> [What the task asks]:
Could you print every line from the first one of the records below through the line containing "use rogaine_core::time::fixed_now_ms;", with both included and nothing else?
##############################
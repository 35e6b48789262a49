use std::sync::Arc;
use std::sync::atomic::{AtomicBool, AtomicUsize, Ordering};
use std::time::Duration;

use async_trait::async_trait;
use rogaine_core::model::{EndReason, GameConfig, GameProgress, Spot, SpotId};
use rogaine_core::time::fixed_now_ms;
use rogaine_core::view::View;
use services::submission::{
    ResultLeaveHandler, ResultPayloadV1, ResultSender, SubmissionCoordinator, SubmissionDecision,
    SubmissionOutcome, decision_key,
};
use services::{ConnectivityFlag, NavigationHooks, ReferenceData, SendError};
use storage::repository::{InMemoryRepository, PreferenceRepository};
use tokio::sync::Notify;

#[derive(Default)]
struct FakeSender {
    calls: AtomicUsize,
    failing: AtomicBool,
}

#[async_trait]
impl ResultSender for FakeSender {
    async fn send(&self, _payload: &ResultPayloadV1) -> Result<(), SendError> {
        self.calls.fetch_add(1, Ordering::SeqCst);
        if self.failing.load(Ordering::SeqCst) {
            return Err(SendError::HttpStatus(reqwest::StatusCode::SERVICE_UNAVAILABLE));
        }
        Ok(())
    }
}

/// Holds every send until released.
#[derive(Default)]
struct GatedSender {
    calls: AtomicUsize,
    entered: Notify,
    release: Notify,
}

#[async_trait]
impl ResultSender for GatedSender {
    async fn send(&self, _payload: &ResultPayloadV1) -> Result<(), SendError> {
        self.calls.fetch_add(1, Ordering::SeqCst);
        self.entered.notify_one();
        self.release.notified().await;
        Ok(())
    }
}

fn gated() -> (InMemoryRepository, Arc<GatedSender>, Arc<SubmissionCoordinator>) {
    let repo = InMemoryRepository::new();
    let sender = Arc::new(GatedSender::default());
    let coordinator = Arc::new(SubmissionCoordinator::new(
        Some(sender.clone() as Arc<dyn ResultSender>),
        None,
        Arc::new(repo.clone()),
        Arc::new(ConnectivityFlag::new(true)),
    ));
    (repo, sender, coordinator)
}

struct Fixture {
    repo: InMemoryRepository,
    sender: Arc<FakeSender>,
    online: Arc<ConnectivityFlag>,
    coordinator: Arc<SubmissionCoordinator>,
}

fn fixture() -> Fixture {
    let repo = InMemoryRepository::new();
    let sender = Arc::new(FakeSender::default());
    let online = Arc::new(ConnectivityFlag::new(true));
    let coordinator = Arc::new(SubmissionCoordinator::new(
        Some(sender.clone() as Arc<dyn ResultSender>),
        None,
        Arc::new(repo.clone()),
        online.clone(),
    ));
    Fixture {
        repo,
        sender,
        online,
        coordinator,
    }
}

fn completed_game() -> GameProgress {
    let start = fixed_now_ms();
    let mut game = GameProgress::new(start, GameConfig::new(60).unwrap(), vec![SpotId::new("S1")]);
    game.visit_spot(SpotId::new("S1")).unwrap();
    game.finish(start + 55 * 60_000, EndReason::Completed).unwrap();
    game
}

fn reference() -> ReferenceData {
    ReferenceData::new(vec![Spot::new(SpotId::new("S1"), "Lighthouse", true)], Vec::new())
}

#[tokio::test]
async fn leaving_twice_after_success_sends_once() {
    let fx = fixture();
    let hooks = NavigationHooks::new(Duration::from_secs(5));
    let handler = Arc::new(
        ResultLeaveHandler::new(fx.coordinator.clone(), completed_game(), reference()).await,
    );
    assert!(handler.opted_in());
    let _registration = hooks.register(View::Result, handler.clone());

    assert_eq!(hooks.navigate(View::Result, View::Home).await, View::Home);
    assert_eq!(hooks.navigate(View::Result, View::Rules).await, View::Rules);

    assert_eq!(fx.sender.calls.load(Ordering::SeqCst), 1);
    assert_eq!(
        fx.repo
            .get_preference(&decision_key(fixed_now_ms()))
            .await
            .unwrap()
            .as_deref(),
        Some("sent")
    );
    assert_eq!(
        handler.submit().await,
        SubmissionOutcome::AlreadyDecided(SubmissionDecision::Sent)
    );
}

#[tokio::test]
async fn opting_out_skips_without_network() {
    let fx = fixture();
    let handler =
        ResultLeaveHandler::new(fx.coordinator.clone(), completed_game(), reference()).await;
    handler.set_opted_in(false);

    assert_eq!(handler.submit().await, SubmissionOutcome::Skipped);
    handler.set_opted_in(true);
    assert_eq!(
        handler.submit().await,
        SubmissionOutcome::AlreadyDecided(SubmissionDecision::Skip)
    );
    assert_eq!(fx.sender.calls.load(Ordering::SeqCst), 0);

    // A later visit to the result view starts unchecked.
    let reopened =
        ResultLeaveHandler::new(fx.coordinator.clone(), completed_game(), reference()).await;
    assert!(!reopened.opted_in());
}

#[tokio::test]
async fn failure_stays_undecided_and_retry_succeeds() {
    let fx = fixture();
    let game = completed_game();
    fx.sender.failing.store(true, Ordering::SeqCst);

    let outcome = fx.coordinator.try_submit_once(&game, &reference(), true).await;
    assert_eq!(outcome, SubmissionOutcome::Failed);
    assert_eq!(
        fx.coordinator.decision(game.started_at_ms()).await,
        SubmissionDecision::Undecided
    );

    fx.sender.failing.store(false, Ordering::SeqCst);
    let outcome = fx.coordinator.try_submit_once(&game, &reference(), true).await;
    assert_eq!(outcome, SubmissionOutcome::Sent);
    assert_eq!(fx.sender.calls.load(Ordering::SeqCst), 2);
}

#[tokio::test]
async fn offline_defers_without_deciding() {
    let fx = fixture();
    let game = completed_game();
    fx.online.set_online(false);

    let outcome = fx.coordinator.try_submit_once(&game, &reference(), true).await;
    assert_eq!(outcome, SubmissionOutcome::Offline);
    assert_eq!(fx.sender.calls.load(Ordering::SeqCst), 0);

    fx.online.set_online(true);
    let outcome = fx.coordinator.try_submit_once(&game, &reference(), true).await;
    assert_eq!(outcome, SubmissionOutcome::Sent);
}

#[tokio::test]
async fn abandoned_and_unfinished_games_are_not_eligible() {
    let fx = fixture();
    let start = fixed_now_ms();

    let running = GameProgress::new(start, GameConfig::new(60).unwrap(), Vec::new());
    let mut abandoned = running.clone();
    abandoned.finish(start + 1_000, EndReason::Abandoned).unwrap();

    for game in [&running, &abandoned] {
        let outcome = fx.coordinator.try_submit_once(game, &reference(), true).await;
        assert_eq!(outcome, SubmissionOutcome::NotEligible);
    }
    assert_eq!(fx.sender.calls.load(Ordering::SeqCst), 0);
}

#[tokio::test]
async fn disabled_coordinator_is_inert() {
    let repo = InMemoryRepository::new();
    let coordinator = SubmissionCoordinator::new(
        None,
        None,
        Arc::new(repo.clone()),
        Arc::new(ConnectivityFlag::default()),
    );
    let game = completed_game();

    assert!(!coordinator.enabled());
    assert_eq!(
        coordinator.try_submit_once(&game, &reference(), false).await,
        SubmissionOutcome::Disabled
    );
    assert_eq!(
        repo.get_preference(&decision_key(game.started_at_ms()))
            .await
            .unwrap(),
        None
    );
}

#[tokio::test]
async fn overlapping_sends_reach_the_network_once() {
    let (_repo, sender, coordinator) = gated();
    let game = completed_game();

    let first = tokio::spawn({
        let coordinator = coordinator.clone();
        let game = game.clone();
        async move { coordinator.try_submit_once(&game, &reference(), true).await }
    });
    sender.entered.notified().await;

    let second = coordinator.try_submit_once(&game, &reference(), true).await;
    assert_eq!(second, SubmissionOutcome::InFlight);

    sender.release.notify_one();
    assert_eq!(first.await.unwrap(), SubmissionOutcome::Sent);
    assert_eq!(sender.calls.load(Ordering::SeqCst), 1);
    assert_eq!(
        coordinator.decision(game.started_at_ms()).await,
        SubmissionDecision::Sent
    );
}

#[tokio::test]
async fn opting_out_while_sending_cannot_flip_the_decision() {
    let (repo, sender, coordinator) = gated();
    let game = completed_game();

    let first = tokio::spawn({
        let coordinator = coordinator.clone();
        let game = game.clone();
        async move { coordinator.try_submit_once(&game, &reference(), true).await }
    });
    sender.entered.notified().await;

    let opt_out = coordinator.try_submit_once(&game, &reference(), false).await;
    assert_eq!(opt_out, SubmissionOutcome::InFlight);
    assert_eq!(
        repo.get_preference(&decision_key(game.started_at_ms()))
            .await
            .unwrap(),
        None
    );

    sender.release.notify_one();
    assert_eq!(first.await.unwrap(), SubmissionOutcome::Sent);
    assert_eq!(
        coordinator.decision(game.started_at_ms()).await,
        SubmissionDecision::Sent
    );
    assert_eq!(
        coordinator.try_submit_once(&game, &reference(), false).await,
        SubmissionOutcome::AlreadyDecided(SubmissionDecision::Sent)
    );
    assert_eq!(sender.calls.load(Ordering::SeqCst), 1);
}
##############################
> [Finished exercise]:
repository 35e6b48789262a49
use std::sync::Arc;
use std::sync::atomic::{AtomicBool, AtomicUsize, Ordering};
use std::time::Duration;

use async_trait::async_trait;
use rogaine_core::model::{EndReason, GameConfig, GameProgress, Spot, SpotId};
use rogaine_core::time::fixed_now_ms;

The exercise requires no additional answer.